Records from a data collection:
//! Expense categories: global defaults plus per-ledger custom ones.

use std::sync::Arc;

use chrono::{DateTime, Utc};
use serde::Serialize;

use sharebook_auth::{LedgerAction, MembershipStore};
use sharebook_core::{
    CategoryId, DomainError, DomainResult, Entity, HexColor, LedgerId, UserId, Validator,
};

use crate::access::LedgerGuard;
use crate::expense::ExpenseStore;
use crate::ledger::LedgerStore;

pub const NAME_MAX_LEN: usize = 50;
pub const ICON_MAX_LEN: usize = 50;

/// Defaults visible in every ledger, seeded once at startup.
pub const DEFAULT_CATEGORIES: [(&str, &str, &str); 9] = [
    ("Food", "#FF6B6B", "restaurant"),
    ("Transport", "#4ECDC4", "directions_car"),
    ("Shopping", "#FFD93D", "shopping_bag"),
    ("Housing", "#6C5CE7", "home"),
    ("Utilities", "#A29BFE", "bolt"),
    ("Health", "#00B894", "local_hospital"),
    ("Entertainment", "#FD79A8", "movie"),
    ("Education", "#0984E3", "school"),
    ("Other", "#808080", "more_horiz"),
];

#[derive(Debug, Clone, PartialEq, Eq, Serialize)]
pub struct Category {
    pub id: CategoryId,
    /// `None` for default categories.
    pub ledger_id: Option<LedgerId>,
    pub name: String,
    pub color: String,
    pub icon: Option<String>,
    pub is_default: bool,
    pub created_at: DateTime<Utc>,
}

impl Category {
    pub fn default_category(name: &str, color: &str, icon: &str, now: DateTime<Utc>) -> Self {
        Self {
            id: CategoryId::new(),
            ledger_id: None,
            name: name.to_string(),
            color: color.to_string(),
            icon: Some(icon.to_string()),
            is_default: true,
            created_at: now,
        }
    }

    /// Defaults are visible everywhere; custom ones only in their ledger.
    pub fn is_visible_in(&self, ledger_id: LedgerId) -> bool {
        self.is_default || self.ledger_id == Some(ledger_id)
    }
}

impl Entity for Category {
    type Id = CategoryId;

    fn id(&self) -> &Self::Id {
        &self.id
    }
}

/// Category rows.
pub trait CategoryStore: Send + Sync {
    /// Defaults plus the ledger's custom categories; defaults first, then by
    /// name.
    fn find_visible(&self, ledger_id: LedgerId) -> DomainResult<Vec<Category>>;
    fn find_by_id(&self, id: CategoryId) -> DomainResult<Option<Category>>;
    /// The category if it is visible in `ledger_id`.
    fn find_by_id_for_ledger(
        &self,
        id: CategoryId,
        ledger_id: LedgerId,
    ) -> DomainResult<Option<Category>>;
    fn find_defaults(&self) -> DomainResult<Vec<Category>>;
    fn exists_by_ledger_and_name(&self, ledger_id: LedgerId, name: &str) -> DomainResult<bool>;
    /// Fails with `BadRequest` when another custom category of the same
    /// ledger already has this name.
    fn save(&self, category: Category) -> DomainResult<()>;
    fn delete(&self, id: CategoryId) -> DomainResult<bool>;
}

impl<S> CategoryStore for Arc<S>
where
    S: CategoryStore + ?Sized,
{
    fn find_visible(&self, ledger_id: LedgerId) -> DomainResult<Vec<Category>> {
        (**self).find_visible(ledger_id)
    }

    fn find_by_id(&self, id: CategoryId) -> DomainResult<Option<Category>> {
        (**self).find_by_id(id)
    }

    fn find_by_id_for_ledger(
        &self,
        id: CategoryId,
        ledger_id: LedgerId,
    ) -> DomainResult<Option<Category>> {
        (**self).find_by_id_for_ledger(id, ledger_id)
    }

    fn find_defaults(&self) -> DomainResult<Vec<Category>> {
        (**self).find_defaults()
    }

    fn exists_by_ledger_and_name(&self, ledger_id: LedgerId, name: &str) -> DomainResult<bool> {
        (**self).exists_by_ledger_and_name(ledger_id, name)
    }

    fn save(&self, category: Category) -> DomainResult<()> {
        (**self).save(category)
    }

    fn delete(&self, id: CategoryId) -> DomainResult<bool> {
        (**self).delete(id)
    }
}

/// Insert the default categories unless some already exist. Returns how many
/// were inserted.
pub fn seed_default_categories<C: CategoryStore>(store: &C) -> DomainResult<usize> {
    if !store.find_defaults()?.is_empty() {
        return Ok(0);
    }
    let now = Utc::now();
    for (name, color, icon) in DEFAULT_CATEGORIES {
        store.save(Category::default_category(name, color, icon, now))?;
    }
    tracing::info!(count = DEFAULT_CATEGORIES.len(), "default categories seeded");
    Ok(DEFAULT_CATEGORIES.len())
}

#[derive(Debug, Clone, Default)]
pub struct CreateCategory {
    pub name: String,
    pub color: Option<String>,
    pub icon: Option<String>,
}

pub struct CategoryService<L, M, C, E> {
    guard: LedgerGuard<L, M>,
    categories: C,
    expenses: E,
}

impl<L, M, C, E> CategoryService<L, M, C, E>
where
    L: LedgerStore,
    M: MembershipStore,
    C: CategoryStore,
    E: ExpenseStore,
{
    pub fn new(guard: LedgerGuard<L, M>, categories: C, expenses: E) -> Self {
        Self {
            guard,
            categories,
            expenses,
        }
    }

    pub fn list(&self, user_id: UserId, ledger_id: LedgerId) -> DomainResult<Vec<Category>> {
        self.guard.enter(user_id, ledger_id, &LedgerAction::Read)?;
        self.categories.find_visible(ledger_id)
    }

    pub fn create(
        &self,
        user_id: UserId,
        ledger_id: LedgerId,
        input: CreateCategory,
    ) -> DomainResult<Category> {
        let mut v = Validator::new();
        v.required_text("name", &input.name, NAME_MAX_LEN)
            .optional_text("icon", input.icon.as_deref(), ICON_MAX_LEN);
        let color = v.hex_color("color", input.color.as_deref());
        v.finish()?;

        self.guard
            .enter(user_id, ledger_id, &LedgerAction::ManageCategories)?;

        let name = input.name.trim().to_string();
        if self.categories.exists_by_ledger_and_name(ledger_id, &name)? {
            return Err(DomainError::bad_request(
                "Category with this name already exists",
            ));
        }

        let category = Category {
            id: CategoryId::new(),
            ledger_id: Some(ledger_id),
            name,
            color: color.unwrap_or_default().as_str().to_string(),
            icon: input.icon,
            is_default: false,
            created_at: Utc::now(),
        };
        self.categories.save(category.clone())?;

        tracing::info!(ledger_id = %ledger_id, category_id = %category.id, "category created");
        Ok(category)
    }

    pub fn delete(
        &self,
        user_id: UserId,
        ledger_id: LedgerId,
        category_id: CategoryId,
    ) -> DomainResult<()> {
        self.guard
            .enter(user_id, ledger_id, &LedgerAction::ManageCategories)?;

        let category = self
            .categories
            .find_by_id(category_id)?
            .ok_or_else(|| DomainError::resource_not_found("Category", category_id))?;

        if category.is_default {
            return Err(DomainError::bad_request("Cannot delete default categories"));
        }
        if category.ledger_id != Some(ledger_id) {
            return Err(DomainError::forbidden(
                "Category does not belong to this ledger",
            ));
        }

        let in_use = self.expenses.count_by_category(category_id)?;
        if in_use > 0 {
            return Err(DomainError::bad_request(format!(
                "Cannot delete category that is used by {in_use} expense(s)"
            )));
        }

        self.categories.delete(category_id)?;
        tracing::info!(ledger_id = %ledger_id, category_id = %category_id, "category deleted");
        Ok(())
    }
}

**What is being asked**
All of the entries above need to be printed again exactly.

**Solution to this exercise**
//! Expense categories: global defaults plus per-ledger custom ones.

use std::sync::Arc;

use chrono::{DateTime, Utc};
use serde::Serialize;

use sharebook_auth::{LedgerAction, MembershipStore};
use sharebook_core::{
    CategoryId, DomainError, DomainResult, Entity, HexColor, LedgerId, UserId, Validator,
};

use crate::access::LedgerGuard;
use crate::expense::ExpenseStore;
use crate::ledger::LedgerStore;

pub const NAME_MAX_LEN: usize = 50;
pub const ICON_MAX_LEN: usize = 50;

/// Defaults visible in every ledger, seeded once at startup.
pub const DEFAULT_CATEGORIES: [(&str, &str, &str); 9] = [
    ("Food", "#FF6B6B", "restaurant"),
    ("Transport", "#4ECDC4", "directions_car"),
    ("Shopping", "#FFD93D", "shopping_bag"),
    ("Housing", "#6C5CE7", "home"),
    ("Utilities", "#A29BFE", "bolt"),
    ("Health", "#00B894", "local_hospital"),
    ("Entertainment", "#FD79A8", "movie"),
    ("Education", "#0984E3", "school"),
    ("Other", "#808080", "more_horiz"),
];

#[derive(Debug, Clone, PartialEq, Eq, Serialize)]
pub struct Category {
    pub id: CategoryId,
    /// `None` for default categories.
    pub ledger_id: Option<LedgerId>,
    pub name: String,
    pub color: String,
    pub icon: Option<String>,
    pub is_default: bool,
    pub created_at: DateTime<Utc>,
}

impl Category {
    pub fn default_category(name: &str, color: &str, icon: &str, now: DateTime<Utc>) -> Self {
        Self {
            id: CategoryId::new(),
            ledger_id: None,
            name: name.to_string(),
            color: color.to_string(),
            icon: Some(icon.to_string()),
            is_default: true,
            created_at: now,
        }
    }

    /// Defaults are visible everywhere; custom ones only in their ledger.
    pub fn is_visible_in(&self, ledger_id: LedgerId) -> bool {
        self.is_default || self.ledger_id == Some(ledger_id)
    }
}

impl Entity for Category {
    type Id = CategoryId;

    fn id(&self) -> &Self::Id {
        &self.id
    }
}

/// Category rows.
pub trait CategoryStore: Send + Sync {
    /// Defaults plus the ledger's custom categories; defaults first, then by
    /// name.
    fn find_visible(&self, ledger_id: LedgerId) -> DomainResult<Vec<Category>>;
    fn find_by_id(&self, id: CategoryId) -> DomainResult<Option<Category>>;
    /// The category if it is visible in `ledger_id`.
    fn find_by_id_for_ledger(
        &self,
        id: CategoryId,
        ledger_id: LedgerId,
    ) -> DomainResult<Option<Category>>;
    fn find_defaults(&self) -> DomainResult<Vec<Category>>;
    fn exists_by_ledger_and_name(&self, ledger_id: LedgerId, name: &str) -> DomainResult<bool>;
    /// Fails with `BadRequest` when another custom category of the same
    /// ledger already has this name.
    fn save(&self, category: Category) -> DomainResult<()>;
    fn delete(&self, id: CategoryId) -> DomainResult<bool>;
}

impl<S> CategoryStore for Arc<S>
where
    S: CategoryStore + ?Sized,
{
    fn find_visible(&self, ledger_id: LedgerId) -> DomainResult<Vec<Category>> {
        (**self).find_visible(ledger_id)
    }

    fn find_by_id(&self, id: CategoryId) -> DomainResult<Option<Category>> {
        (**self).find_by_id(id)
    }

    fn find_by_id_for_ledger(
        &self,
        id: CategoryId,
        ledger_id: LedgerId,
    ) -> DomainResult<Option<Category>> {
        (**self).find_by_id_for_ledger(id, ledger_id)
    }

    fn find_defaults(&self) -> DomainResult<Vec<Category>> {
        (**self).find_defaults()
    }

    fn exists_by_ledger_and_name(&self, ledger_id: LedgerId, name: &str) -> DomainResult<bool> {
        (**self).exists_by_ledger_and_name(ledger_id, name)
    }

    fn save(&self, category: Category) -> DomainResult<()> {
        (**self).save(category)
    }

    fn delete(&self, id: CategoryId) -> DomainResult<bool> {
        (**self).delete(id)
    }
}

/// Insert the default categories unless some already exist. Returns how many
/// were inserted.
pub fn seed_default_categories<C: CategoryStore>(store: &C) -> DomainResult<usize> {
    if !store.find_defaults()?.is_empty() {
        return Ok(0);
    }
    let now = Utc::now();
    for (name, color, icon) in DEFAULT_CATEGORIES {
        store.save(Category::default_category(name, color, icon, now))?;
    }
    tracing::info!(count = DEFAULT_CATEGORIES.len(), "default categories seeded");
    Ok(DEFAULT_CATEGORIES.len())
}

#[derive(Debug, Clone, Default)]
pub struct CreateCategory {
    pub name: String,
    pub color: Option<String>,
    pub icon: Option<String>,
}

pub struct CategoryService<L, M, C, E> {
    guard: LedgerGuard<L, M>,
    categories: C,
    expenses: E,
}

impl<L, M, C, E> CategoryService<L, M, C, E>
where
    L: LedgerStore,
    M: MembershipStore,
    C: CategoryStore,
    E: ExpenseStore,
{
    pub fn new(guard: LedgerGuard<L, M>, categories: C, expenses: E) -> Self {
        Self {
            guard,
            categories,
            expenses,
        }
    }

    pub fn list(&self, user_id: UserId, ledger_id: LedgerId) -> DomainResult<Vec<Category>> {
        self.guard.enter(user_id, ledger_id, &LedgerAction::Read)?;
        self.categories.find_visible(ledger_id)
    }

    pub fn create(
        &self,
        user_id: UserId,
        ledger_id: LedgerId,
        input: CreateCategory,
    ) -> DomainResult<Category> {
        let mut v = Validator::new();
        v.required_text("name", &input.name, NAME_MAX_LEN)
            .optional_text("icon", input.icon.as_deref(), ICON_MAX_LEN);
        let color = v.hex_color("color", input.color.as_deref());
        v.finish()?;

        self.guard
            .enter(user_id, ledger_id, &LedgerAction::ManageCategories)?;

        let name = input.name.trim().to_string();
        if self.categories.exists_by_ledger_and_name(ledger_id, &name)? {
            return Err(DomainError::bad_request(
                "Category with this name already exists",
            ));
        }

        let category = Category {
            id: CategoryId::new(),
            ledger_id: Some(ledger_id),
            name,
            color: color.unwrap_or_default().as_str().to_string(),
            icon: input.icon,
            is_default: false,
            created_at: Utc::now(),
        };
        self.categories.save(category.clone())?;

        tracing::info!(ledger_id = %ledger_id, category_id = %category.id, "category created");
        Ok(category)
    }

    pub fn delete(
        &self,
        user_id: UserId,
        ledger_id: LedgerId,
        category_id: CategoryId,
    ) -> DomainResult<()> {
        self.guard
            .enter(user_id, ledger_id, &LedgerAction::ManageCategories)?;

        let category = self
            .categories
            .find_by_id(category_id)?
            .ok_or_else(|| DomainError::resource_not_found("Category", category_id))?;

        if category.is_default {
            return Err(DomainError::bad_request("Cannot delete default categories"));
        }
        if category.ledger_id != Some(ledger_id) {
            return Err(DomainError::forbidden(
                "Category does not belong to this ledger",
            ));
        }

        let in_use = self.expenses.count_by_category(category_id)?;
        if in_use > 0 {
            return Err(DomainError::bad_request(format!(
                "Cannot delete category that is used by {in_use} expense(s)"
            )));
        }

        self.categories.delete(category_id)?;
        tracing::info!(ledger_id = %ledger_id, category_id = %category_id, "category deleted");
        Ok(())
    }
}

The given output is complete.